In gioco c’è anche il tema della famigerata zona rossa della Val Seriana, che non fu attivata nonostante esercito e forze dell’ordine fossero già sul posto per sigillare Alzano Lombardo e dintorni. In questi anni, il ritornello difensivo è sempre stato che si trattò di una “decisione politica”, ma in ipotetici nuovi processi potrebbe ora spuntare un’ipotesi ben diversa: non solo il ministero della Salute, ma anche governatori e addirittura sindaci, avrebbero potuto emettere ordinanze “contingibili e urgenti” per tentare di arginare il virus, come previsto dall’art. 32 della legge 833 del 1978, quella che istituì il servizio sanitario nazionale.
«Si tratta di un passo importantissimo», ha commentato l’avvocato Consuelo Locati, legale del team che assiste i familiari delle vittime del Covid insieme ai colleghi Giovanni Benedetto, Luca Berni, Alessandro Pedone e Piero Pasini. «Nelle motivazioni, dopo l’analisi del caso specifico, le Sezioni Unite allargano la questione ponendo l’accento sulla tutela della salute pubblica e sulla mancata esecuzione di atti fondamentali che in Italia sono demandati agli organi amministrativi all’interno del Ministero della Salute ed alla Protezione Civile.
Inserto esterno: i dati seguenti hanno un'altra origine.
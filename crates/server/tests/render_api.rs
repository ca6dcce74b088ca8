//! Render API end-to-end tests.
//!
//! Submit, poll and cancel renders against an in-process router backed by
//! mock workers and storage.

mod common;

use std::time::Duration;

use axum::http::StatusCode;
use serde_json::json;

use chunkrender_core::{ObjectStore, WorkerError};
use common::TestFixture;

fn video_body(total_frames: u64, frames_per_chunk: u64) -> serde_json::Value {
    json!({
        "job_type": "video",
        "codec": "h264",
        "total_frames": total_frames,
        "frames_per_chunk": frames_per_chunk
    })
}

#[tokio::test]
async fn test_health() {
    let fixture = TestFixture::new();
    let response = fixture.get("/api/v1/health").await;
    assert_status!(response, StatusCode::OK);
    assert_json_path!(response.body, "status", json!("ok"));
}

#[tokio::test]
async fn test_config_endpoint() {
    let fixture = TestFixture::new();
    let response = fixture.get("/api/v1/config").await;
    assert_status!(response, StatusCode::OK);
    assert_eq!(response.body["server"]["port"], 8080);
    assert_eq!(response.body["pricing"]["region"], "us-east-1");
}

#[tokio::test]
async fn test_submit_and_complete_render() {
    let fixture = TestFixture::new();

    let response = fixture.post("/api/v1/renders", video_body(90, 30)).await;
    assert_status!(response, StatusCode::ACCEPTED);
    assert_json_path!(response.body, "status", json!("running"));
    let id = response.body["id"].as_str().unwrap().to_string();

    let done = fixture.wait_for_render(&id).await;
    assert_status!(done, StatusCode::OK);
    assert_json_path!(done.body, "status", json!("succeeded"));
    assert_eq!(done.body["progress"]["chunks_done"], 3);
    assert_eq!(done.body["labels"].as_array().unwrap().len(), 4);

    let output_key = done.body["summary"]["output_key"].as_str().unwrap();
    assert!(fixture.store.get(output_key).await.is_ok());
    assert_eq!(fixture.worker.invocation_count(), 3);
}

#[tokio::test]
async fn test_failed_render_reports_error() {
    let fixture = TestFixture::with_worker(|worker| {
        worker.fail_chunk(
            0,
            WorkerError::Validation {
                message: "composition not found".to_string(),
            },
        )
    });

    let response = fixture.post("/api/v1/renders", video_body(60, 30)).await;
    assert_status!(response, StatusCode::ACCEPTED);
    let id = response.body["id"].as_str().unwrap().to_string();

    let done = fixture.wait_for_render(&id).await;
    assert_json_path!(done.body, "status", json!("failed"));
    let message = done.body["error"]["message"].as_str().unwrap();
    assert!(message.contains("composition not found"));
    assert!(done.body.get("summary").is_none());
}

#[tokio::test]
async fn test_invalid_request_rejected() {
    let fixture = TestFixture::new();

    let response = fixture
        .post(
            "/api/v1/renders",
            json!({
                "job_type": "video",
                "codec": "h264",
                "total_frames": 90,
                "fps": 0
            }),
        )
        .await;

    assert_status!(response, StatusCode::BAD_REQUEST);
    assert!(response.body["error"].as_str().is_some());
    assert_eq!(fixture.worker.invocation_count(), 0);
}

#[tokio::test]
async fn test_malformed_json_rejected() {
    let fixture = TestFixture::new();
    let response = fixture.post_raw("/api/v1/renders", "{not json").await;
    assert!(response.status.is_client_error());
}

#[tokio::test]
async fn test_wrong_content_type_rejected() {
    let fixture = TestFixture::new();
    let response = fixture
        .post_with_content_type("/api/v1/renders", "{}", "text/plain")
        .await;
    assert_status!(response, StatusCode::UNSUPPORTED_MEDIA_TYPE);
}

#[tokio::test]
async fn test_get_unknown_render() {
    let fixture = TestFixture::new();
    let response = fixture.get("/api/v1/renders/does-not-exist").await;
    assert_status!(response, StatusCode::NOT_FOUND);
}

#[tokio::test]
async fn test_cancel_running_render() {
    let fixture = TestFixture::with_worker(|worker| worker.hang_chunk(0));

    let response = fixture.post("/api/v1/renders", video_body(60, 30)).await;
    let id = response.body["id"].as_str().unwrap().to_string();

    // Let the dispatcher invoke the hanging chunk.
    tokio::time::sleep(Duration::from_millis(50)).await;

    let cancel = fixture.delete(&format!("/api/v1/renders/{}", id)).await;
    assert_status!(cancel, StatusCode::ACCEPTED);

    let done = fixture.wait_for_render(&id).await;
    assert_json_path!(done.body, "status", json!("cancelled"));

    let again = fixture.delete(&format!("/api/v1/renders/{}", id)).await;
    assert_status!(again, StatusCode::CONFLICT);
}

#[tokio::test]
async fn test_cancel_unknown_render() {
    let fixture = TestFixture::new();
    let response = fixture.delete("/api/v1/renders/nope").await;
    assert_status!(response, StatusCode::NOT_FOUND);
}

#[tokio::test]
async fn test_list_renders() {
    let fixture = TestFixture::new();
    for _ in 0..2 {
        let response = fixture.post("/api/v1/renders", video_body(30, 30)).await;
        assert_status!(response, StatusCode::ACCEPTED);
    }

    let response = fixture.get("/api/v1/renders").await;
    assert_status!(response, StatusCode::OK);
    assert_eq!(response.body["total"], 2);
}

#[tokio::test]
async fn test_metrics_endpoint() {
    let fixture = TestFixture::new();
    fixture.get("/api/v1/health").await;

    let request = axum::http::Request::builder()
        .uri("/api/v1/metrics")
        .body(axum::body::Body::empty())
        .unwrap();
    let response = tower::ServiceExt::oneshot(fixture.router.clone(), request)
        .await
        .unwrap();
    assert_eq!(response.status(), StatusCode::OK);

    let bytes = http_body_util::BodyExt::collect(response.into_body())
        .await
        .unwrap()
        .to_bytes();
    let text = String::from_utf8(bytes.to_vec()).unwrap();
    assert!(text.contains("chunkrender_http_requests_total"));
    assert!(text.contains("chunkrender_renders_by_status"));
}

#[tokio::test]
async fn test_oldest_finished_render_evicted() {
    let fixture = TestFixture::with_config(|config| config.server.max_finished_renders = 1);

    let first = fixture.post("/api/v1/renders", video_body(30, 30)).await;
    let first_id = first.body["id"].as_str().unwrap().to_string();
    let done = fixture.wait_for_render(&first_id).await;
    assert_json_path!(done.body, "status", json!("succeeded"));

    let second = fixture.post("/api/v1/renders", video_body(30, 30)).await;
    let second_id = second.body["id"].as_str().unwrap().to_string();
    let done = fixture.wait_for_render(&second_id).await;
    assert_json_path!(done.body, "status", json!("succeeded"));

    let evicted = fixture.get(&format!("/api/v1/renders/{}", first_id)).await;
    assert_status!(evicted, StatusCode::NOT_FOUND);

    let response = fixture.get("/api/v1/renders").await;
    assert_eq!(response.body["total"], 1);
    assert_eq!(response.body["renders"][0]["id"], json!(second_id));
}
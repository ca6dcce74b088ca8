//! Request validation. Runs before any dispatch; failures are never retried.

use thiserror::Error;

use super::keys;
use super::types::{JobType, Privacy, RenderRequest};

/// A request that cannot be rendered as specified.
#[derive(Debug, Clone, Error, PartialEq, Eq)]
pub enum ValidationError {
    #[error("invalid output name '{name}': {reason}")]
    OutName { name: String, reason: String },

    #[error("codec {codec} does not accept a CRF value")]
    CrfNotSupported { codec: String },

    #[error("CRF {crf} is outside {min}..={max} for codec {codec}")]
    CrfOutOfRange {
        codec: String,
        crf: u8,
        min: u8,
        max: u8,
    },

    #[error("audio codec {audio_codec} cannot be used with codec {codec}")]
    IncompatibleAudioCodec { codec: String, audio_codec: String },

    #[error("privacy setting conflict: {0}")]
    Privacy(String),

    #[error("fps must be between 1 and 240, got {0}")]
    Fps(u32),

    #[error("{0}")]
    Shape(String),
}

/// Checks a request for conflicts before any work is planned.
pub fn validate_request(request: &RenderRequest) -> Result<(), ValidationError> {
    if request.fps == 0 || request.fps > 240 {
        return Err(ValidationError::Fps(request.fps));
    }

    match request.job_type {
        JobType::Still => {
            if request.codec.is_some() {
                return Err(ValidationError::Shape(
                    "still jobs do not take a codec".to_string(),
                ));
            }
            if request.still_frame.checked_add(1).is_none() {
                return Err(ValidationError::Shape(
                    "still frame is out of range".to_string(),
                ));
            }
        }
        JobType::Video => {
            if request.codec.is_none() {
                return Err(ValidationError::Shape(
                    "video jobs require a codec".to_string(),
                ));
            }
        }
    }

    if let Some(codec) = request.codec {
        let codec_name = format!("{:?}", codec).to_lowercase();

        if let Some(crf) = request.crf {
            match codec.crf_range() {
                None => {
                    return Err(ValidationError::CrfNotSupported { codec: codec_name });
                }
                Some((min, max)) if crf < min || crf > max => {
                    return Err(ValidationError::CrfOutOfRange {
                        codec: codec_name,
                        crf,
                        min,
                        max,
                    });
                }
                Some(_) => {}
            }
        }

        if let Some(audio_codec) = request.audio_codec {
            let compatible = if !codec.supports_audio() {
                false
            } else if codec.is_audio_only() {
                codec.default_audio_codec() == Some(audio_codec)
            } else {
                true
            };
            if !compatible {
                return Err(ValidationError::IncompatibleAudioCodec {
                    codec: codec_name,
                    audio_codec: format!("{:?}", audio_codec).to_lowercase(),
                });
            }
        }
    }

    if request.privacy == Privacy::NoAcl && !request.custom_output {
        return Err(ValidationError::Privacy(
            "no-acl is only valid when writing to a custom output destination".to_string(),
        ));
    }

    if let Some(ref name) = request.out_name {
        validate_out_name(name, request)?;
    }

    Ok(())
}

fn validate_out_name(name: &str, request: &RenderRequest) -> Result<(), ValidationError> {
    let fail = |reason: &str| ValidationError::OutName {
        name: name.to_string(),
        reason: reason.to_string(),
    };

    if name.is_empty() {
        return Err(fail("must not be empty"));
    }
    if name.starts_with('/') {
        return Err(fail("must be relative"));
    }
    if name.split('/').any(|part| part == ".." || part == ".") {
        return Err(fail("must not contain '.' or '..' segments"));
    }
    if keys::is_reserved_name(name) {
        return Err(fail("collides with an intermediate or metadata object"));
    }
    if name.chars().any(|c| c.is_control()) {
        return Err(fail("must not contain control characters"));
    }

    let expected = match request.codec {
        Some(codec) => codec.file_extension(request.resolved_audio_codec()),
        None => "png",
    };
    let matches_extension = name
        .rsplit_once('.')
        .map(|(_, ext)| ext.eq_ignore_ascii_case(expected))
        .unwrap_or(false);
    if !matches_extension {
        return Err(fail(&format!("must end with .{}", expected)));
    }

    Ok(())
}
mod loader;
mod types;
mod validate;

pub use loader::{load_config, load_config_from_str};
pub use types::*;
pub use validate::validate_config;

use thiserror::Error;

#[derive(Debug, Error)]
pub enum ConfigError {
    #[error("Configuration file not found: {0}")]
    FileNotFound(String),

    #[error("Failed to parse configuration: {0}")]
    ParseError(String),

    #[error("Configuration validation failed: {0}")]
    ValidationError(String),
}
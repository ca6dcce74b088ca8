//! Error types for the combiner module.

use std::path::PathBuf;
use thiserror::Error;

use crate::storage::StorageError;

/// Errors that abort a combine.
#[derive(Debug, Error)]
pub enum CombineError {
    /// FFmpeg binary not found.
    #[error("FFmpeg not found at path: {path}")]
    FfmpegNotFound { path: PathBuf },

    /// The job produced neither audio nor video segments.
    #[error("Nothing to combine: no audio or video segments")]
    NoStreams,

    /// A chunk is missing the segment of a stream other chunks produced.
    #[error("Chunk {chunk_index} has no {stream} segment")]
    MissingSegment { chunk_index: usize, stream: String },

    /// An ffmpeg run failed.
    #[error("Mux failed: {reason}")]
    MuxFailed {
        reason: String,
        stderr: Option<String>,
    },

    /// An ffmpeg run timed out.
    #[error("Mux timed out after {timeout_secs} seconds")]
    Timeout { timeout_secs: u64 },

    /// The muxer reported success but wrote nothing.
    #[error("Output file not created: {path}")]
    OutputMissing { path: PathBuf },

    /// Segment download failed.
    #[error("Storage error: {0}")]
    Storage(#[from] StorageError),

    /// I/O error during combine.
    #[error("I/O error: {0}")]
    Io(#[from] std::io::Error),
}

impl CombineError {
    /// Creates a new mux failed error with stderr output.
    pub fn mux_failed(reason: impl Into<String>, stderr: Option<String>) -> Self {
        Self::MuxFailed {
            reason: reason.into(),
            stderr,
        }
    }

    /// Whether this error is retryable.
    pub fn is_retryable(&self) -> bool {
        matches!(self, Self::Timeout { .. } | Self::Io(_))
    }
}
//! Job progress.
//!
//! Workers and pipeline stages only send [`ProgressEvent`]s through a
//! [`ProgressHandle`]. A single [`ProgressAggregator`] task folds them into a
//! [`ProgressState`] and pushes every resulting [`ProgressSnapshot`] to a
//! [`ProgressSink`].

mod aggregator;
mod events;
mod sink;
mod state;

pub use aggregator::{create_progress_channel, ProgressAggregator, ProgressHandle};
pub use events::ProgressEvent;
pub use sink::{LogProgressSink, ProgressSink, WatchProgressSink};
pub use state::{ProgressSnapshot, ProgressState, Stage, StageProgress};
//! Render job data model.
//!
//! - `types`: job descriptors, chunk units and per-attempt outcomes
//! - `keys`: object key layout shared by coordinator and workers
//! - `validate`: request checks run before any dispatch

pub mod keys;
mod types;
mod validate;

pub use keys::StreamKind;
pub use types::{
    ArtifactRefs, AudioCodec, ChunkJob, ChunkResult, ChunkStatus, ChunkTiming, Codec, DeleteAfter,
    FailureRecord, FrameRange, JobType, Privacy, RenderMetadata, RenderRequest, RetryRecord,
};
pub use validate::{validate_request, ValidationError};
Tra le omissioni ritenute rilevanti dalla Corte figurano: la mancata distribuzione dei dispositivi di protezione individuale (dpi), l’assenza di formazione del personale sanitario per affrontare emergenze e la mancanza di una corretta informazione del rischio alla popolazione». Si tratta degli stessi elementi che hanno costituito il nucleo della maxi indagine della Procura di Bergamo, che ha coinvolto 21 persone tra politici e tecnici, e che - grazie all’opposizione all’archiviazione presentata dagli avvocati dei familiari delle vittime - ha portato all’imputazione coatta di alcuni alti dirigenti del ministero della Salute dell’epoca, tra cui Ranieri Guerra e Giuseppe Ruocco. «La decisione delle Sezioni Unite – prosegue Locati – conferma la ragionevolezza e la fondatezza dell’azione giudiziaria intrapresa fin dal 2020. È un precedente che riscrive la narrazione giuridica di quanto accaduto in Italia durante la pandemia e rafforza anche la nostra azione in sede civile presso il Tribunale di Roma. Questa pronuncia ha un valore importante anche per il giudizio pendente avanti la Corte Europea dei Diritti dell’uomo in una fase cui giungono, lo sottolineiamo, solo il 5% dei ricorsi presentati».
In questi anni l’avvocato Locati è stata bersagliata da critiche e pesanti insinuazioni, la più infamante delle quali la dipingeva come speculatrice del dolore. Ora per lei, che ha visto morire di Covid il padre Vincenzo, sembra suonata l’ora della rivincita: «Adesso siamo pronti a presentare istanza di riapertura di tutte le inchieste».